─── RECORDS TO PROCESS ───
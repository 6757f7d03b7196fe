//! Deterministic simulation module
//!
//! All gameplay logic lives here. This module must be pure and deterministic:
//! - One tick per frame, no wall-clock reads (timestamps come in through `TickInput`)
//! - Randomness only from the RNG the caller passes in
//! - No rendering, audio or platform dependencies

pub mod collision;
pub mod spawn;
pub mod starfield;
pub mod state;
pub mod tick;

pub use collision::{
    BlockHits, collect_powerups, remove_dodged_blocks, remove_missed_powerups, resolve_block_hits,
};
pub use spawn::{BlockSpawn, PowerUpSpawn, roll_block, roll_powerup, spawn_entities};
pub use starfield::{Star, Starfield};
pub use state::{
    Block, BlockColor, GameEvent, GamePhase, GameState, Player, PowerUp, PowerUpKind,
};
pub use tick::{TickInput, tick};
//! Session driver
//!
//! Owns everything that outlives a single session: the RNG, the starfield
//! and the session results. Restarting swaps in a fresh `GameState` that is
//! seeded with the best score so far.

use rand::SeedableRng;
use rand_pcg::Pcg32;

use crate::highscores::SessionResults;
use crate::sim::{GameEvent, GamePhase, GameState, Starfield, TickInput, tick};
use crate::tuning::Tuning;

/// Commands and held keys gathered for one frame
#[derive(Debug, Clone, Default, PartialEq, Eq)]
pub struct FrameInput {
    pub quit: bool,
    pub pause: bool,
    pub restart: bool,
    pub left: bool,
    pub right: bool,
    /// Milliseconds since the game started
    pub now_ms: u64,
}

/// What the caller should do after a frame
#[derive(Debug, Clone, Copy, PartialEq, Eq)]
pub enum FrameOutcome {
    Continue,
    /// A session ended and a fresh one took its place
    Restarted,
    Quit,
}

pub struct Game {
    seed: u64,
    rng: Pcg32,
    tuning: Tuning,
    starfield: Starfield,
    results: SessionResults,
    state: GameState,
    /// Whether the active session has been folded into `results`
    recorded: bool,
    /// Leaderboard rank of the session that just ended, if it placed
    last_rank: Option<usize>,
}

impl Game {
    pub fn new(seed: u64) -> Self {
        Self::with_tuning(seed, Tuning::default())
    }

    pub fn with_tuning(seed: u64, tuning: Tuning) -> Self {
        let mut rng = Pcg32::seed_from_u64(seed);
        let starfield = Starfield::new(&mut rng);
        let results = SessionResults::new();
        let state = GameState::with_tuning(results.best_score(), tuning.clone());
        log::info!("Game initialized with seed: {}", seed);
        Self {
            seed,
            rng,
            tuning,
            starfield,
            results,
            state,
            recorded: false,
            last_rank: None,
        }
    }

    pub fn seed(&self) -> u64 {
        self.seed
    }

    /// The active session
    pub fn state(&self) -> &GameState {
        &self.state
    }

    pub fn state_mut(&mut self) -> &mut GameState {
        &mut self.state
    }

    pub fn results(&self) -> &SessionResults {
        &self.results
    }

    pub fn starfield(&self) -> &Starfield {
        &self.starfield
    }

    /// Rank the finished session took on the leaderboard
    pub fn last_rank(&self) -> Option<usize> {
        self.last_rank
    }

    /// Run one frame: background, commands, then the session tick
    pub fn frame(&mut self, input: &FrameInput) -> FrameOutcome {
        self.starfield.update(&mut self.rng);

        if input.quit {
            return FrameOutcome::Quit;
        }

        if input.restart && self.state.phase == GamePhase::GameOver {
            self.restart();
            return FrameOutcome::Restarted;
        }

        let tick_input = TickInput {
            left: input.left,
            right: input.right,
            pause: input.pause,
            now_ms: input.now_ms,
        };
        tick(&mut self.state, &tick_input, &mut self.rng);

        if self.state.phase == GamePhase::GameOver && !self.recorded {
            self.finish_session();
        }

        FrameOutcome::Continue
    }

    /// Take the events produced by the active session since the last call
    pub fn drain_events(&mut self) -> Vec<GameEvent> {
        self.state.drain_events()
    }

    /// Fold the session that just ended into the results
    fn finish_session(&mut self) {
        let previous_best = self.results.best_score();
        self.last_rank = self.results.record_session(&self.state);
        self.recorded = true;
        log::info!(
            "Session {} over: score {}, dodged {}, power-ups {}, best {}",
            self.results.sessions_played(),
            self.state.display_score(),
            self.state.enemies_dodged,
            self.state.powerups_collected,
            self.results.best_score()
        );
        if let Some(rank) = self.last_rank {
            log::info!("Leaderboard rank {}", rank);
        }
        if self.results.best_score() > previous_best {
            log::info!("New best score: {}", self.results.best_score());
        }
    }

    /// Start a new session carrying the best score
    fn restart(&mut self) {
        self.state = GameState::with_tuning(self.results.best_score(), self.tuning.clone());
        self.recorded = false;
        self.last_rank = None;
        log::info!("Session {} started", self.results.sessions_played() + 1);
    }
}
//! Driven port for cache persistence.

use async_trait::async_trait;

use crate::domain::{Cache, CacheFilter, CacheId, NewCache};

use super::define_port_error;

define_port_error! {
    /// Errors raised by cache repository adapters.
    pub enum CacheRepositoryError {
        /// Repository connection could not be established.
        Connection { message: String } => "cache repository connection failed: {message}",
        /// Query or mutation failed during execution.
        Query { message: String } => "cache repository query failed: {message}",
        /// The author referenced by a new cache does not exist.
        MissingReference { message: String } => "cache references a missing row: {message}",
    }
}

/// Storage for caches.
///
/// Deleting a cache removes its discovery logs and bookmarks with it.
#[cfg_attr(test, mockall::automock)]
#[async_trait]
pub trait CacheRepository: Send + Sync {
    /// List caches matching `filter`, ordered by id.
    async fn list(&self, filter: &CacheFilter) -> Result<Vec<Cache>, CacheRepositoryError>;

    /// Fetch a cache by id.
    async fn find_by_id(&self, id: CacheId) -> Result<Option<Cache>, CacheRepositoryError>;

    /// Fetch the caches among `ids` that still exist, ordered by id.
    async fn find_many(&self, ids: &[CacheId]) -> Result<Vec<Cache>, CacheRepositoryError>;

    /// Store a new cache and return it with its assigned id.
    async fn insert(&self, cache: &NewCache) -> Result<Cache, CacheRepositoryError>;

    /// Mark a cache approved. Returns `false` when no such cache exists.
    async fn approve(&self, id: CacheId) -> Result<bool, CacheRepositoryError>;

    /// Remove a cache. Returns `false` when no such cache exists.
    async fn delete(&self, id: CacheId) -> Result<bool, CacheRepositoryError>;
}
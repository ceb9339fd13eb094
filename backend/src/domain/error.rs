//! Domain-level error type shared by services and inbound adapters.
//!
//! Errors are transport agnostic. The HTTP adapter maps [`ErrorCode`] onto
//! status codes and serialises the payload as JSON.

use serde::{Deserialize, Serialize};
use serde_json::Value;
use utoipa::ToSchema;

use super::TraceId;

/// Header carrying the request trace identifier on responses.
pub const TRACE_ID_HEADER: &str = "trace-id";

/// Stable machine-readable error code describing the failure category.
#[derive(Debug, Clone, Copy, PartialEq, Eq, Hash, Serialize, Deserialize, ToSchema)]
#[non_exhaustive]
#[serde(rename_all = "snake_case")]
pub enum ErrorCode {
    /// The request is malformed or fails validation.
    InvalidRequest,
    /// Authentication failed or is missing.
    Unauthorized,
    /// Authenticated but not permitted to perform this action.
    Forbidden,
    /// The requested resource does not exist or is not visible to the caller.
    NotFound,
    /// The request conflicts with existing state.
    Conflict,
    /// A backing dependency is temporarily unavailable.
    ServiceUnavailable,
    /// An unexpected error occurred inside the domain.
    InternalError,
}

/// Error payload returned by services.
///
/// Constructors capture the active [`TraceId`] so responses can be correlated
/// with log lines emitted while handling the request.
///
/// # Examples
/// ```
/// use geocache::domain::{Error, ErrorCode};
///
/// let err = Error::not_found("cache not found");
/// assert_eq!(err.code(), ErrorCode::NotFound);
/// assert_eq!(err.message(), "cache not found");
/// ```
#[derive(Debug, Clone, PartialEq, Serialize, Deserialize, ToSchema)]
#[serde(rename_all = "camelCase")]
pub struct Error {
    #[schema(example = "not_found")]
    code: ErrorCode,
    #[schema(example = "cache not found")]
    message: String,
    #[serde(default, skip_serializing_if = "Option::is_none")]
    trace_id: Option<String>,
    #[serde(default, skip_serializing_if = "Option::is_none")]
    details: Option<Value>,
}

impl Error {
    /// Create an error with the given code and message.
    pub fn new(code: ErrorCode, message: impl Into<String>) -> Self {
        Self {
            code,
            message: message.into(),
            trace_id: TraceId::current().map(|id| id.to_string()),
            details: None,
        }
    }

    /// Stable machine-readable error code.
    pub fn code(&self) -> ErrorCode {
        self.code
    }

    /// Human-readable message.
    pub fn message(&self) -> &str {
        self.message.as_str()
    }

    /// Trace identifier of the request that produced the error, if any.
    pub fn trace_id(&self) -> Option<&str> {
        self.trace_id.as_deref()
    }

    /// Supplementary structured details.
    pub fn details(&self) -> Option<&Value> {
        self.details.as_ref()
    }

    /// Attach structured details to the error.
    ///
    /// # Examples
    /// ```
    /// use geocache::domain::Error;
    /// use serde_json::json;
    ///
    /// let err = Error::invalid_request("bad rating")
    ///     .with_details(json!({ "field": "difficulty" }));
    /// assert!(err.details().is_some());
    /// ```
    pub fn with_details(mut self, details: Value) -> Self {
        self.details = Some(details);
        self
    }

    /// Override the captured trace identifier.
    pub fn with_trace_id(mut self, trace_id: impl Into<String>) -> Self {
        self.trace_id = Some(trace_id.into());
        self
    }

    /// Convenience constructor for [`ErrorCode::InvalidRequest`].
    pub fn invalid_request(message: impl Into<String>) -> Self {
        Self::new(ErrorCode::InvalidRequest, message)
    }

    /// Convenience constructor for [`ErrorCode::Unauthorized`].
    pub fn unauthorized(message: impl Into<String>) -> Self {
        Self::new(ErrorCode::Unauthorized, message)
    }

    /// Convenience constructor for [`ErrorCode::Forbidden`].
    pub fn forbidden(message: impl Into<String>) -> Self {
        Self::new(ErrorCode::Forbidden, message)
    }

    /// Convenience constructor for [`ErrorCode::NotFound`].
    pub fn not_found(message: impl Into<String>) -> Self {
        Self::new(ErrorCode::NotFound, message)
    }

    /// Convenience constructor for [`ErrorCode::Conflict`].
    pub fn conflict(message: impl Into<String>) -> Self {
        Self::new(ErrorCode::Conflict, message)
    }

    /// Convenience constructor for [`ErrorCode::ServiceUnavailable`].
    pub fn service_unavailable(message: impl Into<String>) -> Self {
        Self::new(ErrorCode::ServiceUnavailable, message)
    }

    /// Convenience constructor for [`ErrorCode::InternalError`].
    pub fn internal(message: impl Into<String>) -> Self {
        Self::new(ErrorCode::InternalError, message)
    }
}

impl std::fmt::Display for Error {
    fn fmt(&self, f: &mut std::fmt::Formatter<'_>) -> std::fmt::Result {
        write!(f, "{}", self.message)
    }
}

impl std::error::Error for Error {}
───
Pick every line from the listing holding the string "ended", and copy it.

-- OUTPUT --
    /// A session ended and a fresh one took its place
    /// Leaderboard rank of the session that just ended, if it placed
    /// Fold the session that just ended into the results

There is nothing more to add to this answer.